## What to do
All of the data below is to be copied again without changes.

= Beginning of Section =

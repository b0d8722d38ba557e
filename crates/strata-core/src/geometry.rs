//! Geometric primitives for diagram positioning and connector routing.
//!
//! # Overview
//!
//! - [`Point`] - A 2D coordinate (or displacement vector) in diagram space
//! - [`Size`] - Width and height dimensions
//! - [`Bounds`] - An axis-aligned bounding box
//!
//! # Coordinate System
//!
//! Strata uses the SVG coordinate system:
//!
//! ```text
//!   (0,0) ────────► +X
//!     │
//!     │
//!     ▼
//!    +Y
//! ```
//!
//! The plane is unbounded; entity positions may be negative.

use serde::{Deserialize, Serialize};

/// A 2D point in diagram coordinate space.
///
/// The same type doubles as a displacement vector for routing math.
///
/// # Examples
///
/// ```
/// # use strata_core::geometry::Point;
/// let a = Point::new(100.0, 100.0);
/// let b = Point::new(300.0, 100.0);
///
/// let mid = a.midpoint(b);
/// assert_eq!(mid.x(), 200.0);
/// assert_eq!(mid.y(), 100.0);
/// ```
#[derive(Debug, Clone, Copy, Default, PartialEq, Serialize, Deserialize)]
pub struct Point {
    x: f32,
    y: f32,
}

impl Point {
    pub const fn new(x: f32, y: f32) -> Self {
        Self { x, y }
    }

    pub fn x(self) -> f32 {
        self.x
    }

    pub fn y(self) -> f32 {
        self.y
    }

    pub fn is_zero(self) -> bool {
        self.x == 0.0 && self.y == 0.0
    }

    /// Component-wise sum.
    pub fn add_point(self, other: Point) -> Self {
        Self {
            x: self.x + other.x,
            y: self.y + other.y,
        }
    }

    /// Component-wise difference, i.e. the vector from `other` to `self`.
    pub fn sub_point(self, other: Point) -> Self {
        Self {
            x: self.x - other.x,
            y: self.y - other.y,
        }
    }

    pub fn midpoint(self, other: Point) -> Self {
        Self {
            x: (self.x + other.x) / 2.0,
            y: (self.y + other.y) / 2.0,
        }
    }

    /// Length of the vector.
    pub fn hypot(self) -> f32 {
        self.x.hypot(self.y)
    }

    pub fn scale(self, factor: f32) -> Self {
        Self {
            x: self.x * factor,
            y: self.y * factor,
        }
    }

    /// Returns the unit-length left-hand normal of this vector.
    ///
    /// For a vector `(dx, dy)` the normal is `(-dy, dx) / |(dx, dy)|`. A zero
    /// vector has no direction, so its normal is the zero vector.
    ///
    /// # Examples
    ///
    /// ```
    /// # use strata_core::geometry::Point;
    /// let normal = Point::new(200.0, 0.0).unit_normal();
    /// assert_eq!(normal, Point::new(0.0, 1.0));
    ///
    /// assert!(Point::default().unit_normal().is_zero());
    /// ```
    pub fn unit_normal(self) -> Self {
        let length = self.hypot();
        if length == 0.0 {
            return Self::default();
        }
        // `0.0 - x` keeps the sign of zero positive, unlike `-x`.
        Self {
            x: 0.0 - self.y / length,
            y: self.x / length,
        }
    }

    /// The box of `size` centered on this point.
    pub fn to_bounds(self, size: Size) -> Bounds {
        Bounds::centered(self, size)
    }
}

/// Width and height of a shape's nominal box.
#[derive(Debug, Clone, Copy, Default, PartialEq, Serialize, Deserialize)]
pub struct Size {
    width: f32,
    height: f32,
}

impl Size {
    pub const fn new(width: f32, height: f32) -> Self {
        Self { width, height }
    }

    pub fn width(self) -> f32 {
        self.width
    }

    pub fn height(self) -> f32 {
        self.height
    }

    /// Half width and half height, as a displacement.
    pub fn half_extents(self) -> Point {
        Point::new(self.width / 2.0, self.height / 2.0)
    }
}

/// An axis-aligned box, used for clipping envelopes and the SVG viewport.
#[derive(Debug, Clone, Copy, Default, PartialEq)]
pub struct Bounds {
    min_x: f32,
    min_y: f32,
    max_x: f32,
    max_y: f32,
}

impl Bounds {
    pub fn centered(center: Point, size: Size) -> Self {
        let half_width = size.width / 2.0;
        let half_height = size.height / 2.0;
        Self {
            min_x: center.x - half_width,
            min_y: center.y - half_height,
            max_x: center.x + half_width,
            max_y: center.y + half_height,
        }
    }

    pub fn min_x(self) -> f32 {
        self.min_x
    }

    pub fn min_y(self) -> f32 {
        self.min_y
    }

    pub fn max_x(self) -> f32 {
        self.max_x
    }

    pub fn max_y(self) -> f32 {
        self.max_y
    }

    pub fn width(self) -> f32 {
        self.max_x - self.min_x
    }

    pub fn height(self) -> f32 {
        self.max_y - self.min_y
    }

    /// The smallest box covering both.
    ///
    /// # Examples
    ///
    /// ```
    /// # use strata_core::geometry::{Bounds, Point, Size};
    /// let a = Bounds::centered(Point::new(0.0, 0.0), Size::new(20.0, 20.0));
    /// let b = Bounds::centered(Point::new(100.0, 50.0), Size::new(20.0, 20.0));
    ///
    /// let combined = a.merge(&b);
    /// assert_eq!(combined.min_x(), -10.0);
    /// assert_eq!(combined.max_y(), 60.0);
    /// ```
    pub fn merge(&self, other: &Self) -> Self {
        Self {
            min_x: self.min_x.min(other.min_x),
            min_y: self.min_y.min(other.min_y),
            max_x: self.max_x.max(other.max_x),
            max_y: self.max_y.max(other.max_y),
        }
    }

    /// Grows the box by `margin` on every side.
    pub fn expand(&self, margin: f32) -> Self {
        Self {
            min_x: self.min_x - margin,
            min_y: self.min_y - margin,
            max_x: self.max_x + margin,
            max_y: self.max_y + margin,
        }
    }
}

= End of Section =

## Expected output
repository b0d8722d38ba557e
filename crates/strata-core/src/geometry.rs
//! Geometric primitives for diagram positioning and connector routing.
//!
//! # Overview
//!
//! - [`Point`] - A 2D coordinate (or displacement vector) in diagram space
//! - [`Size`] - Width and height dimensions
//! - [`Bounds`] - An axis-aligned bounding box
//!
//! # Coordinate System
//!
//! Strata uses the SVG coordinate system:
//!
//! ```text
//!   (0,0) ────────► +X
//!     │
//!     │
//!     ▼
//!    +Y
//! ```
//!
//! The plane is unbounded; entity positions may be negative.

use serde::{Deserialize, Serialize};

/// A 2D point in diagram coordinate space.
///
/// The same type doubles as a displacement vector for routing math.
///
/// # Examples
///
/// ```
/// # use strata_core::geometry::Point;
/// let a = Point::new(100.0, 100.0);
/// let b = Point::new(300.0, 100.0);
///
/// let mid = a.midpoint(b);
/// assert_eq!(mid.x(), 200.0);
/// assert_eq!(mid.y(), 100.0);
/// ```
#[derive(Debug, Clone, Copy, Default, PartialEq, Serialize, Deserialize)]
pub struct Point {
    x: f32,
    y: f32,
}

impl Point {
    pub const fn new(x: f32, y: f32) -> Self {
        Self { x, y }
    }

    pub fn x(self) -> f32 {
        self.x
    }

    pub fn y(self) -> f32 {
        self.y
    }

    pub fn is_zero(self) -> bool {
        self.x == 0.0 && self.y == 0.0
    }

    /// Component-wise sum.
    pub fn add_point(self, other: Point) -> Self {
        Self {
            x: self.x + other.x,
            y: self.y + other.y,
        }
    }

    /// Component-wise difference, i.e. the vector from `other` to `self`.
    pub fn sub_point(self, other: Point) -> Self {
        Self {
            x: self.x - other.x,
            y: self.y - other.y,
        }
    }

    pub fn midpoint(self, other: Point) -> Self {
        Self {
            x: (self.x + other.x) / 2.0,
            y: (self.y + other.y) / 2.0,
        }
    }

    /// Length of the vector.
    pub fn hypot(self) -> f32 {
        self.x.hypot(self.y)
    }

    pub fn scale(self, factor: f32) -> Self {
        Self {
            x: self.x * factor,
            y: self.y * factor,
        }
    }

    /// Returns the unit-length left-hand normal of this vector.
    ///
    /// For a vector `(dx, dy)` the normal is `(-dy, dx) / |(dx, dy)|`. A zero
    /// vector has no direction, so its normal is the zero vector.
    ///
    /// # Examples
    ///
    /// ```
    /// # use strata_core::geometry::Point;
    /// let normal = Point::new(200.0, 0.0).unit_normal();
    /// assert_eq!(normal, Point::new(0.0, 1.0));
    ///
    /// assert!(Point::default().unit_normal().is_zero());
    /// ```
    pub fn unit_normal(self) -> Self {
        let length = self.hypot();
        if length == 0.0 {
            return Self::default();
        }
        // `0.0 - x` keeps the sign of zero positive, unlike `-x`.
        Self {
            x: 0.0 - self.y / length,
            y: self.x / length,
        }
    }

    /// The box of `size` centered on this point.
    pub fn to_bounds(self, size: Size) -> Bounds {
        Bounds::centered(self, size)
    }
}

/// Width and height of a shape's nominal box.
#[derive(Debug, Clone, Copy, Default, PartialEq, Serialize, Deserialize)]
pub struct Size {
    width: f32,
    height: f32,
}

impl Size {
    pub const fn new(width: f32, height: f32) -> Self {
        Self { width, height }
    }

    pub fn width(self) -> f32 {
        self.width
    }

    pub fn height(self) -> f32 {
        self.height
    }

    /// Half width and half height, as a displacement.
    pub fn half_extents(self) -> Point {
        Point::new(self.width / 2.0, self.height / 2.0)
    }
}

/// An axis-aligned box, used for clipping envelopes and the SVG viewport.
#[derive(Debug, Clone, Copy, Default, PartialEq)]
pub struct Bounds {
    min_x: f32,
    min_y: f32,
    max_x: f32,
    max_y: f32,
}

impl Bounds {
    pub fn centered(center: Point, size: Size) -> Self {
        let half_width = size.width / 2.0;
        let half_height = size.height / 2.0;
        Self {
            min_x: center.x - half_width,
            min_y: center.y - half_height,
            max_x: center.x + half_width,
            max_y: center.y + half_height,
        }
    }

    pub fn min_x(self) -> f32 {
        self.min_x
    }

    pub fn min_y(self) -> f32 {
        self.min_y
    }

    pub fn max_x(self) -> f32 {
        self.max_x
    }

    pub fn max_y(self) -> f32 {
        self.max_y
    }

    pub fn width(self) -> f32 {
        self.max_x - self.min_x
    }

    pub fn height(self) -> f32 {
        self.max_y - self.min_y
    }

    /// The smallest box covering both.
    ///
    /// # Examples
    ///
    /// ```
    /// # use strata_core::geometry::{Bounds, Point, Size};
    /// let a = Bounds::centered(Point::new(0.0, 0.0), Size::new(20.0, 20.0));
    /// let b = Bounds::centered(Point::new(100.0, 50.0), Size::new(20.0, 20.0));
    ///
    /// let combined = a.merge(&b);
    /// assert_eq!(combined.min_x(), -10.0);
    /// assert_eq!(combined.max_y(), 60.0);
    /// ```
    pub fn merge(&self, other: &Self) -> Self {
        Self {
            min_x: self.min_x.min(other.min_x),
            min_y: self.min_y.min(other.min_y),
            max_x: self.max_x.max(other.max_x),
            max_y: self.max_y.max(other.max_y),
        }
    }

    /// Grows the box by `margin` on every side.
    pub fn expand(&self, margin: f32) -> Self {
        Self {
            min_x: self.min_x - margin,
            min_y: self.min_y - margin,
            max_x: self.max_x + margin,
            max_y: self.max_y + margin,
        }
    }
}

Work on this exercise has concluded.